Safaricom, Kenya’s giant telecommunication has announced plans to venture into the local taxi business through a module similar to Uber, which it plans to compete with.
According to Safaricom’s CEO Bob Collymore they have partnered with a Nairobi-based software developer, Craft Silicon, and will in the next three weeks launch the app dubbed Littlecabs in the market.
“It is effectively a rival for Uber,” he said. “It is a local competitor which will be cheaper and better for the local community.”
Safaricom will help develop the application, offer the network connectivity, put Wi-Fi in vehicles that will be signed up on Littlecabs, and use its mobile-phone based financial service M-Pesa to process payments.
Collymore said that the new venture is a way of seeking new sources of revenue and maintained Safaricom remains focused on its core businesses of offering calls, texts, Internet access and M-pesa.

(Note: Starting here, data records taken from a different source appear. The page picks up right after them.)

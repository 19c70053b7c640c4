//! Njalla infrastructure provider
//!
//! Manages Njalla virtual servers, domains and DNS records through the
//! Njalla JSON-RPC API. The host drives the provider over a line-delimited
//! JSON protocol on stdio (see [`protocol`] and [`server`]).
//!
//! # Resource types
//!
//! | Type | Import ID |
//! |------|-----------|
//! | `njalla_server` | server ID |
//! | `njalla_domain` | domain name |
//! | `njalla_record_{txt,a,aaaa,mx,cname,caa,ptr,ns,tlsa,naptr}` | `<domain>:<record id>` |
//!
//! # Example
//!
//! ```rust,ignore
//! use terraform_provider_njalla::NjallaProvider;
//! use serde_json::json;
//!
//! let provider = NjallaProvider::new();
//! provider.configure(serde_json::from_value(json!({"api_token": "..."}))?).await?;
//!
//! let state = provider
//!     .create(
//!         "njalla_record_txt",
//!         serde_json::from_value(json!({
//!             "domain": "example.com",
//!             "ttl": 3600,
//!             "content": "hello",
//!         }))?,
//!     )
//!     .await?;
//! println!("created record {}", state.id());
//! ```

pub mod config;
pub mod diagnostics;
pub mod error;
pub mod import_id;
pub mod protocol;
pub mod provider;
pub mod resource_data;
pub mod resources;
pub mod schema;
pub mod server;
pub mod validation;

#[cfg(test)]
#[path = "test_mocks.rs"]
#[allow(clippy::unwrap_used, clippy::panic)]
pub(crate) mod test_mocks;

pub use config::{ProviderConfig, ProviderContext};
pub use diagnostics::{Diagnostic, Severity};
pub use error::{ProviderError, Result};
pub use provider::{NjallaProvider, PlanResult, ProviderSchema};
pub use resource_data::ResourceData;
pub use server::{HANDSHAKE, serve};
//! Provider entry point
//!
//! [`NjallaProvider`] owns the resource registry and the configured API
//! context. Every host request lands here: configuration values are
//! defaulted and validated against the resource schema before a lifecycle
//! callback runs.

use std::collections::BTreeMap;
use std::sync::Arc;

use serde::Serialize;
use serde_json::{Map, Value};
use tokio::sync::RwLock;

use crate::config::{ProviderConfig, ProviderContext};
use crate::diagnostics::{Diagnostic, has_errors};
use crate::error::{ProviderError, Result};
use crate::resource_data::ResourceData;
use crate::resources::{Resource, ResourceRegistry};
use crate::schema::Schema;

/// Schemas of the provider block and every resource type.
#[derive(Debug, Serialize)]
pub struct ProviderSchema {
    pub provider: Schema,
    pub resources: BTreeMap<&'static str, Schema>,
}

/// Outcome of planning a change.
#[derive(Debug, Default, PartialEq, Serialize)]
pub struct PlanResult {
    /// Configuration with defaults applied, carrying over prior computed values.
    pub planned_state: Map<String, Value>,
    /// Computed attributes whose value is only known after apply.
    pub unknown: Vec<String>,
    /// Attributes whose change destroys and recreates the resource.
    pub requires_replace: Vec<String>,
}

pub struct NjallaProvider {
    registry: ResourceRegistry,
    context: RwLock<Option<Arc<ProviderContext>>>,
}

impl NjallaProvider {
    pub fn new() -> Self {
        Self {
            registry: ResourceRegistry::new(),
            context: RwLock::new(None),
        }
    }

    /// Provider that is already configured with `context`.
    pub fn with_context(context: ProviderContext) -> Self {
        Self {
            registry: ResourceRegistry::new(),
            context: RwLock::new(Some(Arc::new(context))),
        }
    }

    pub fn schema(&self) -> ProviderSchema {
        ProviderSchema {
            provider: ProviderConfig::schema(),
            resources: self
                .registry
                .iter()
                .map(|r| (r.type_name(), r.schema()))
                .collect(),
        }
    }

    /// Configures the API client from the provider block.
    ///
    /// Environment fallbacks are read from the process environment.
    pub async fn configure(&self, config: Map<String, Value>) -> Result<()> {
        self.configure_with_env(config, |key| std::env::var(key).ok())
            .await
    }

    pub async fn configure_with_env(
        &self,
        mut config: Map<String, Value>,
        env: impl Fn(&str) -> Option<String>,
    ) -> Result<()> {
        let schema = ProviderConfig::schema();
        schema.apply_defaults(&mut config);
        let diagnostics = schema.validate(&config);
        if has_errors(&diagnostics) {
            return Err(ProviderError::InvalidConfig(diagnostics));
        }

        let parsed: ProviderConfig = serde_json::from_value(Value::Object(config))
            .map_err(|e| ProviderError::InvalidConfig(vec![Diagnostic::error(e.to_string())]))?;
        let settings = parsed.resolve(env)?;
        log::info!(
            "[njalla] provider configured (endpoint {}, max_retries {})",
            settings.api_url,
            settings.max_retries
        );

        let context = ProviderContext::from_settings(settings)?;
        *self.context.write().await = Some(Arc::new(context));
        Ok(())
    }

    async fn context(&self) -> Result<Arc<ProviderContext>> {
        self.context
            .read()
            .await
            .clone()
            .ok_or(ProviderError::NotConfigured)
    }

    fn resource(&self, type_name: &str) -> Result<Arc<dyn Resource>> {
        self.registry
            .get(type_name)
            .ok_or_else(|| ProviderError::UnknownResourceType(type_name.to_string()))
    }

    /// Validates a resource configuration without touching the API.
    pub fn validate_resource_config(
        &self,
        type_name: &str,
        mut config: Map<String, Value>,
    ) -> Result<Vec<Diagnostic>> {
        let schema = self.resource(type_name)?.schema();
        schema.apply_defaults(&mut config);
        Ok(schema.validate(&config))
    }

    /// Computes the planned state and which changes force replacement.
    ///
    /// `prior` is `None` when the resource is about to be created.
    pub fn plan(
        &self,
        type_name: &str,
        prior: Option<&ResourceData>,
        config: Map<String, Value>,
    ) -> Result<PlanResult> {
        let schema = self.resource(type_name)?.schema();
        let planned_state = validated_config(&schema, config)?;

        let Some(prior) = prior.filter(|p| !p.is_gone()) else {
            return Ok(PlanResult {
                planned_state,
                unknown: schema
                    .read_only_attributes()
                    .map(str::to_string)
                    .collect(),
                requires_replace: Vec::new(),
            });
        };

        let requires_replace = schema.requires_replace(&prior.attributes, &planned_state);
        let mut planned_state = planned_state;
        let mut unknown = Vec::new();
        for name in schema.read_only_attributes() {
            if requires_replace.is_empty() {
                if let Some(value) = prior.get(name) {
                    planned_state.insert(name.to_string(), value.clone());
                }
            } else {
                unknown.push(name.to_string());
            }
        }

        Ok(PlanResult {
            planned_state,
            unknown,
            requires_replace,
        })
    }

    /// Creates the resource described by `config`.
    ///
    /// When the object was created but the follow-up read failed, the error
    /// is [`ProviderError::Incomplete`] and carries the new ID.
    pub async fn create(&self, type_name: &str, config: Map<String, Value>) -> Result<ResourceData> {
        let resource = self.resource(type_name)?;
        let attributes = validated_config(&resource.schema(), config)?;
        let ctx = self.context().await?;

        let mut data = ResourceData::from_config(attributes);
        let result = resource.create(&ctx, &mut data).await;
        log_failure(type_name, "create", result)
            .map_err(|e| ProviderError::with_state(e, data.clone()))?;
        Ok(data)
    }

    pub async fn read(&self, type_name: &str, mut state: ResourceData) -> Result<ResourceData> {
        let resource = self.resource(type_name)?;
        let ctx = self.context().await?;

        log_failure(type_name, "read", resource.read(&ctx, &mut state).await)?;
        Ok(state)
    }

    /// Applies `config` to the existing resource described by `prior`.
    ///
    /// Failures keep the ID, as [`ProviderError::Incomplete`].
    pub async fn update(
        &self,
        type_name: &str,
        prior: ResourceData,
        config: Map<String, Value>,
    ) -> Result<ResourceData> {
        let resource = self.resource(type_name)?;
        let schema = resource.schema();
        let mut attributes = validated_config(&schema, config)?;
        let ctx = self.context().await?;

        for name in schema.read_only_attributes() {
            if let Some(value) = prior.get(name) {
                attributes.insert(name.to_string(), value.clone());
            }
        }

        let mut data = ResourceData::new(prior.id, attributes);
        let result = resource.update(&ctx, &mut data).await;
        log_failure(type_name, "update", result)
            .map_err(|e| ProviderError::with_state(e, data.clone()))?;
        Ok(data)
    }

    pub async fn delete(&self, type_name: &str, mut state: ResourceData) -> Result<()> {
        let resource = self.resource(type_name)?;
        let ctx = self.context().await?;

        log_failure(type_name, "delete", resource.delete(&ctx, &mut state).await)
    }

    pub async fn import(&self, type_name: &str, id: &str) -> Result<ResourceData> {
        let resource = self.resource(type_name)?;
        let ctx = self.context().await?;

        log_failure(type_name, "import", resource.import(&ctx, id).await)
    }
}

impl Default for NjallaProvider {
    fn default() -> Self {
        Self::new()
    }
}

fn validated_config(schema: &Schema, mut config: Map<String, Value>) -> Result<Map<String, Value>> {
    schema.apply_defaults(&mut config);
    let diagnostics = schema.validate(&config);
    if has_errors(&diagnostics) {
        return Err(ProviderError::InvalidConfig(diagnostics));
    }
    Ok(config)
}

fn log_failure<T>(type_name: &str, operation: &str, result: Result<T>) -> Result<T> {
    if let Err(e) = &result {
        if e.is_expected() {
            log::warn!("[njalla] {operation} {type_name} failed: {e}");
        } else {
            log::error!("[njalla] {operation} {type_name} failed: {e}");
        }
    }
    result
}

#[cfg(test)]
#[path = "provider_tests.rs"]
#[allow(clippy::unwrap_used, clippy::panic)]
mod tests;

Uber, a tech based American taxi service made an entry into the Kenyan market in January 2015 and its popularity has totally disrupted the survival of traditional taxis, which have been fighting Uber by hook and crook.

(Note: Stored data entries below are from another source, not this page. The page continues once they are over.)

#[cfg(test)]
mod tests {
    use std::sync::Arc;

    use njalla_api::NjallaError;
    use serde_json::json;

    use super::*;
    use crate::test_mocks::{MockNjallaApi, object};

    const DOMAIN: &str = "example.com";

    fn setup() -> (Arc<MockNjallaApi>, ProviderContext) {
        let api = Arc::new(MockNjallaApi::new().with_domain(DOMAIN));
        let ctx = ProviderContext::new(api.clone());
        (api, ctx)
    }

    fn mx() -> RecordResource {
        RecordResource::new(RecordKind::Mx)
    }

    #[test]
    fn schema_name_default_except_ns() {
        let a = RecordResource::new(RecordKind::A).schema();
        assert_eq!(a.get("name").unwrap().default, Some(json!("@")));
        assert!(a.get("priority").is_none());

        let ns = RecordResource::new(RecordKind::Ns).schema();
        assert!(ns.get("name").unwrap().default.is_none());
        assert!(ns.get("name").unwrap().required);
    }

    #[test]
    fn schema_domain_forces_replacement() {
        for kind in RecordKind::ALL {
            let schema = RecordResource::new(kind).schema();
            assert!(schema.get("domain").unwrap().force_new, "{kind:?}");
            assert_eq!(
                schema.get("priority").is_some(),
                kind == RecordKind::Mx,
                "{kind:?}"
            );
        }
    }

    #[test]
    fn schema_content_validators() {
        let a = RecordResource::new(RecordKind::A).schema();
        let diags = a.validate(&object(json!({
            "domain": DOMAIN, "name": "@", "ttl": 3600, "content": "2001:db8::1"
        })));
        assert_eq!(diags.len(), 1);
        assert!(diags[0].summary.contains("valid IPv4 address"));

        let txt = RecordResource::new(RecordKind::Txt).schema();
        assert!(
            txt.validate(&object(json!({
                "domain": DOMAIN, "name": "@", "ttl": 3600, "content": "anything goes"
            })))
            .is_empty()
        );
    }

    #[tokio::test]
    async fn create_sets_id_and_refreshes() {
        let (api, ctx) = setup();
        let mut data = ResourceData::from_config(object(json!({
            "domain": DOMAIN, "name": "@", "ttl": 10800,
            "content": "mail.example.com", "priority": 10
        })));

        mx().create(&ctx, &mut data).await.unwrap();

        assert!(!data.is_gone());
        let stored = api.records(DOMAIN).await;
        assert_eq!(stored.len(), 1);
        assert_eq!(stored[0].id.to_string(), data.id());
        assert_eq!(stored[0].record_type, RecordType::Mx);
        assert_eq!(stored[0].prio, Some(10));
        assert_eq!(data.get_int("priority").unwrap(), 10);
    }

    #[tokio::test]
    async fn read_refreshes_drifted_attributes() {
        let (api, ctx) = setup();
        let id = api
            .insert_record(DOMAIN, RecordType::Txt, "txt", "remote value", 300)
            .await;
        let mut data = ResourceData::new(
            id.to_string(),
            object(json!({"domain": DOMAIN, "name": "txt", "ttl": 3600, "content": "old"})),
        );

        RecordResource::new(RecordKind::Txt)
            .read(&ctx, &mut data)
            .await
            .unwrap();

        assert_eq!(data.get_str("content").unwrap(), "remote value");
        assert_eq!(data.get_int("ttl").unwrap(), 300);
    }

    #[tokio::test]
    async fn read_missing_record_clears_id() {
        let (_api, ctx) = setup();
        let mut data = ResourceData::new(
            "999",
            object(json!({"domain": DOMAIN, "name": "@", "ttl": 3600, "content": "x"})),
        );

        RecordResource::new(RecordKind::Txt)
            .read(&ctx, &mut data)
            .await
            .unwrap();

        assert!(data.is_gone());
    }

    #[tokio::test]
    async fn update_edits_in_place() {
        let (api, ctx) = setup();
        let id = api
            .insert_record(DOMAIN, RecordType::A, "www", "192.0.2.1", 3600)
            .await;
        let mut data = ResourceData::new(
            id.to_string(),
            object(json!({"domain": DOMAIN, "name": "www", "ttl": 300, "content": "192.0.2.2"})),
        );

        RecordResource::new(RecordKind::A)
            .update(&ctx, &mut data)
            .await
            .unwrap();

        let stored = api.records(DOMAIN).await;
        assert_eq!(stored.len(), 1);
        assert_eq!(stored[0].id, id);
        assert_eq!(stored[0].content, "192.0.2.2");
        assert_eq!(stored[0].ttl, 300);
        assert_eq!(data.id(), id.to_string());
    }

    #[tokio::test]
    async fn delete_removes_and_clears_id() {
        let (api, ctx) = setup();
        let id = api
            .insert_record(DOMAIN, RecordType::Cname, "alias", "target.example.com", 3600)
            .await;
        let mut data = ResourceData::new(id.to_string(), object(json!({"domain": DOMAIN})));

        RecordResource::new(RecordKind::Cname)
            .delete(&ctx, &mut data)
            .await
            .unwrap();

        assert!(data.is_gone());
        assert!(api.records(DOMAIN).await.is_empty());
    }

    #[tokio::test]
    async fn delete_of_missing_record_succeeds() {
        let (_api, ctx) = setup();
        let mut data = ResourceData::new("404", object(json!({"domain": DOMAIN})));

        RecordResource::new(RecordKind::Txt)
            .delete(&ctx, &mut data)
            .await
            .unwrap();

        assert!(data.is_gone());
    }

    #[tokio::test]
    async fn delete_propagates_other_errors() {
        let (api, ctx) = setup();
        api.fail_next(NjallaError::InvalidCredentials { raw_message: None })
            .await;
        let mut data = ResourceData::new("1", object(json!({"domain": DOMAIN})));

        let err = RecordResource::new(RecordKind::Txt)
            .delete(&ctx, &mut data)
            .await
            .unwrap_err();

        assert!(matches!(err, ProviderError::Api(NjallaError::InvalidCredentials { .. })));
        assert!(!data.is_gone());
    }

    #[tokio::test]
    async fn import_sets_every_attribute() {
        let (api, ctx) = setup();
        let id = api
            .insert_record(DOMAIN, RecordType::Mx, "@", "mail.example.com", 10800)
            .await;
        api.set_record_prio(DOMAIN, id, 20).await;

        let data = mx()
            .import(&ctx, &format!("{DOMAIN}:{id}"))
            .await
            .unwrap();

        assert_eq!(data.id(), id.to_string());
        assert_eq!(data.get_str("domain").unwrap(), DOMAIN);
        assert_eq!(data.get_str("name").unwrap(), "@");
        assert_eq!(data.get_int("ttl").unwrap(), 10800);
        assert_eq!(data.get_str("content").unwrap(), "mail.example.com");
        assert_eq!(data.get_int("priority").unwrap(), 20);
    }

    #[tokio::test]
    async fn import_unknown_record() {
        let (_api, ctx) = setup();
        let err = mx().import(&ctx, "example.com:77").await.unwrap_err();
        assert_eq!(err.to_string(), "Couldn't find record 77 for domain example.com");
    }

    #[tokio::test]
    async fn import_bad_id() {
        let (_api, ctx) = setup();
        let err = mx().import(&ctx, "example.com").await.unwrap_err();
        assert!(matches!(err, ProviderError::ImportId(_)));
    }

    #[tokio::test]
    async fn import_wraps_list_failure() {
        let (_api, ctx) = setup();
        let err = mx().import(&ctx, "unknown.org:1").await.unwrap_err();
        assert!(
            err.to_string()
                .starts_with("Reading records for domain unknown.org failed: "),
            "{err}"
        );
    }

    #[tokio::test]
    async fn import_rejects_other_record_type() {
        let (api, ctx) = setup();
        let id = api
            .insert_record(DOMAIN, RecordType::Txt, "@", "v=spf1 -all", 3600)
            .await;

        let err = mx()
            .import(&ctx, &format!("{DOMAIN}:{id}"))
            .await
            .unwrap_err();

        assert_eq!(
            err.to_string(),
            format!("record {id} in domain {DOMAIN} is a TXT record, expected MX")
        );
    }

    #[tokio::test]
    async fn unmodelled_types_on_the_domain_do_not_break_records() {
        let (api, ctx) = setup();
        api.insert_record(
            DOMAIN,
            RecordType::Other("ANAME".to_string()),
            "@",
            "target.example.net",
            300,
        )
        .await;
        let id = api
            .insert_record(DOMAIN, RecordType::A, "www", "192.0.2.1", 3600)
            .await;
        let mut data = ResourceData::new(id.to_string(), object(json!({"domain": DOMAIN})));

        RecordResource::new(RecordKind::A)
            .read(&ctx, &mut data)
            .await
            .unwrap();
        assert_eq!(data.get_str("content").unwrap(), "192.0.2.1");

        let imported = RecordResource::new(RecordKind::A)
            .import(&ctx, &format!("{DOMAIN}:{id}"))
            .await
            .unwrap();
        assert_eq!(imported.get_str("name").unwrap(), "www");
    }

    #[tokio::test]
    async fn import_rejects_unmodelled_type() {
        let (api, ctx) = setup();
        let id = api
            .insert_record(
                DOMAIN,
                RecordType::Other("Redirect".to_string()),
                "go",
                "https://example.net",
                300,
            )
            .await;

        let err = RecordResource::new(RecordKind::Cname)
            .import(&ctx, &format!("{DOMAIN}:{id}"))
            .await
            .unwrap_err();

        assert_eq!(
            err.to_string(),
            format!("record {id} in domain {DOMAIN} is a Redirect record, expected CNAME")
        );
    }
}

The company also announced that Nairobi is now Uber’s fastest growing places internationally.
HOW UBER WORKS
Users get a taxi by using a downloaded application that gives them a ride on demand depending on their direction.
Uber’s pricing is hinged on a metering gauge that charges users for every kilometre covered – meaning every trip is openly priced, hence fairer compared to traditional taxis who always overcharge especially depending with the time of the day.
Uber’s main competitors in the Kenyan market so far has been Easy Taxi Kenya, the local franchise of a Brazil-based firm targeting emerging markets, and Maramoja, a Nairobi-based company.